(Stored data entries)
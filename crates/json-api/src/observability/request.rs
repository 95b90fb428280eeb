//! Request-level logging, request IDs and route labels.

use std::time::Instant;

use salvo::{
    Request, handler,
    http::{StatusCode, header::HeaderValue},
    prelude::{Depot, FlowCtrl, Response},
};
use tracing::{Instrument as _, error, info, warn};
use uuid::Uuid;

use super::{metrics, settings};

const REQUEST_ID_HEADER: &str = "x-request-id";
const REQUEST_ID_DEPOT_KEY: &str = "request_id";

#[handler]
pub(crate) async fn request_logging(
    req: &mut Request,
    depot: &mut Depot,
    res: &mut Response,
    ctrl: &mut FlowCtrl,
) {
    if req.uri().path() == "/metrics" {
        ctrl.call_next(req, depot, res).await;
        return;
    }

    let started = Instant::now();
    let request_id = resolve_request_id(req.header::<String>(REQUEST_ID_HEADER));

    depot.insert(REQUEST_ID_DEPOT_KEY, request_id.clone());
    set_request_id_header(res, &request_id);

    let method = req.method().to_string();
    let path = req.uri().path().to_owned();
    let route = route_label(&path);
    let _in_flight = metrics::InFlightGuard::track();

    let span = tracing::info_span!(
        parent: None,
        "http.request",
        request_id = %request_id,
        method = %method,
        route = %route,
        path = %path,
        remote_addr = %req.remote_addr(),
        status = tracing::field::Empty,
        duration_ms = tracing::field::Empty
    );

    ctrl.call_next(req, depot, res)
        .instrument(span.clone())
        .await;

    let duration = started.elapsed();
    let status = res.status_code.unwrap_or(StatusCode::OK);
    let duration_ms = duration.as_millis();
    let threshold_ms = u128::from(settings::slow_request_threshold_ms());

    metrics::observe_request(&method, &route, status.as_u16(), duration.as_secs_f64());

    span.record("status", status.as_u16());
    span.record("duration_ms", duration_ms);

    span.in_scope(|| {
        info!(status = status.as_u16(), duration_ms, "request.completed");

        if status.is_server_error() {
            error!(status = status.as_u16(), %method, %path, "server error response");
        } else if status.is_client_error() {
            warn!(status = status.as_u16(), %method, %path, "client error response");
        }

        if duration_ms > threshold_ms {
            warn!(%method, %path, duration_ms, threshold_ms, "slow request detected");
        }
    });
}

/// Keep a caller supplied request id, otherwise mint a v7 UUID.
fn resolve_request_id(header: Option<String>) -> String {
    header
        .filter(|value| !value.trim().is_empty())
        .unwrap_or_else(|| Uuid::now_v7().to_string())
}

fn set_request_id_header(res: &mut Response, request_id: &str) {
    match HeaderValue::from_str(request_id) {
        Ok(value) => {
            res.headers_mut().insert(REQUEST_ID_HEADER, value);
        }
        Err(source) => {
            warn!(request_id, "could not encode request id header: {source}");
        }
    }
}

/// Metric label for a request path, with bodega identifiers collapsed.
fn route_label(path: &str) -> String {
    let mut segments = path.trim_matches('/').split('/');

    match (segments.next(), segments.next(), segments.next()) {
        (Some("bodegas"), Some(_), None) => "/bodegas/{id}".to_owned(),
        (Some("bodegas"), Some(_), Some(rest)) => format!("/bodegas/{{id}}/{rest}"),
        _ => format!("/{}", path.trim_matches('/')),
    }
}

WHAT YOU HAVE TO DO = Restate word for word only the lines running from the beginning of the data to the line holding "pub(crate) async fn", both included.

RESPONSE TO THIS EXERCISE =
filename crates/json-api/src/observability/request.rs
repository 95b90fb428280eeb
//! Request-level logging, request IDs and route labels.

use std::time::Instant;

use salvo::{
    Request, handler,
    http::{StatusCode, header::HeaderValue},
    prelude::{Depot, FlowCtrl, Response},
};
use tracing::{Instrument as _, error, info, warn};
use uuid::Uuid;

use super::{metrics, settings};

const REQUEST_ID_HEADER: &str = "x-request-id";
const REQUEST_ID_DEPOT_KEY: &str = "request_id";

#[handler]
pub(crate) async fn request_logging(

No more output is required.